It happens more often than you might think. An HR office begins receiving an unusual number of FMLA certifications from the same doctor. The sudden deluge happens during peak production times and/or when employees are required to work mandatory overtime. The “serious medical conditions” being certified seem mostly to be based on psychological conditions such as stress and anxiety.

It all points to what amounts to a scam: Employees have found a sympathetic health care provider to help by providing medical certifications attesting to the need for intermittent leave.

If you spot such a trend, don’t hesitate to insist on second and possibly even third medical opinions. The FMLA allows employers to get such certifications when they have a reasonable belief that the first certification isn’t quite legitimate (see below).

Recent case: Leonard Platt was a crew dispatcher for CSX Transportation. His doctor completed an FMLA intermittent leave certification that said Platt suffered from the chronic serious condition of “depression and anxiety, irritability that interfered with work concentration.” It called for Platt to take time off during flare-ups and skip overtime at his discretion.

HR asked for a second opinion because the same doctor had signed many similar FMLA certifications. Each cited the same kind of conditions and gave the employee discretion on when to take off.

Platt’s second opinion said he did not have a serious health condition. Since the two certifications contradicted each other, CSX asked Platt to provide three names of doctors who could provide a third, tie-breaking certification. He did, and CSX picked one. The third certification was similar to the first, so CSX approved the FMLA leave.

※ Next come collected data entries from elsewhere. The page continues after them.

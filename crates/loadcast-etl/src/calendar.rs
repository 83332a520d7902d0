//! Calendar & holiday enrichment.

use anyhow::{Context, Result};
use polars::prelude::*;

use loadcast_core::time;
use loadcast_core::LoadcastError;

use crate::columns::{column_i32_filled, column_i64};

/// Extend each grid row with date, holiday membership, day-of-week, weekend
/// flag, and the year/month partition columns.
///
/// The holiday join is many-to-one (many hourly rows per calendar date) and
/// must not change the row count; a multiplied result means the holiday table
/// was not deduplicated by date and the run aborts.
pub fn enrich_calendar(frame: DataFrame, holidays: Option<&DataFrame>) -> Result<DataFrame> {
    let timestamps = column_i64(&frame, "timestamp")?;
    let dates: Vec<i32> = timestamps.iter().map(|&ts| time::day_of(ts)).collect();

    let mut df = frame;
    df.with_column(Series::new("date", dates))
        .context("deriving date column")?;

    let mut df = match holidays {
        Some(holiday_df) => {
            let before = df.height();
            let joined = df
                .left_join(holiday_df, &["date"], &["date"])
                .context("joining holiday calendar")?;
            if joined.height() != before {
                return Err(LoadcastError::JoinCardinality(format!(
                    "holiday join changed row count from {} to {}; holiday table is not deduplicated by date",
                    before,
                    joined.height()
                ))
                .into());
            }
            let flags = column_i32_filled(&joined, "is_holiday", 0)?;
            let mut joined = joined;
            joined
                .with_column(Series::new("is_holiday", flags))
                .context("defaulting unmatched holiday rows")?;
            joined
        }
        None => {
            df.with_column(Series::new("is_holiday", vec![0i32; df.height()]))
                .context("adding holiday default column")?;
            df
        }
    };

    let timestamps = column_i64(&df, "timestamp")?;
    let mut day_of_week = Vec::with_capacity(timestamps.len());
    let mut is_weekend = Vec::with_capacity(timestamps.len());
    let mut years = Vec::with_capacity(timestamps.len());
    let mut months = Vec::with_capacity(timestamps.len());
    for &ts in &timestamps {
        let dow = time::day_of_week(ts)?;
        day_of_week.push(dow);
        is_weekend.push(if time::is_weekend(dow) { 1i32 } else { 0i32 });
        let (year, month) = time::year_month(ts)?;
        years.push(year);
        months.push(month);
    }
    df.with_column(Series::new("day_of_week", day_of_week))?;
    df.with_column(Series::new("is_weekend", is_weekend))?;
    df.with_column(Series::new("year", years))?;
    df.with_column(Series::new("month", months))?;
    Ok(df)
}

Platt sued anyway, alleging CSX had no legitimate reason to put him through the evaluation process.

The court disagreed. It said a pattern like the one CSX noticed was reason enough. Plus, it said Platt lost nothing—he was allowed to take intermittent leave during the evaluation process. (Andrews, et al., v. CSX Transportation, No. 3:06-CV-704, MD FL, 2009)   
 

The law on second and third FMLA opinions

“An employer who has reason to doubt the validity of a medical certification may require the employee to obtain a second opinion at the employer's expense. Pending receipt of the second opinion, the employee is provisionally entitled to the benefits of the Act ...

“The employer is permitted to designate the health care provider to furnish the second opinion, but the selected provider may not be employed on a regular basis by the employer …

“If the opinions of the employee's and the employer's designated health care providers differ, the employer may require the employee to obtain certification from a third health care provider, again at the employer's expense. This third opinion shall be final and binding. The third health care provider must be designated or approved jointly by the employer and the employee.”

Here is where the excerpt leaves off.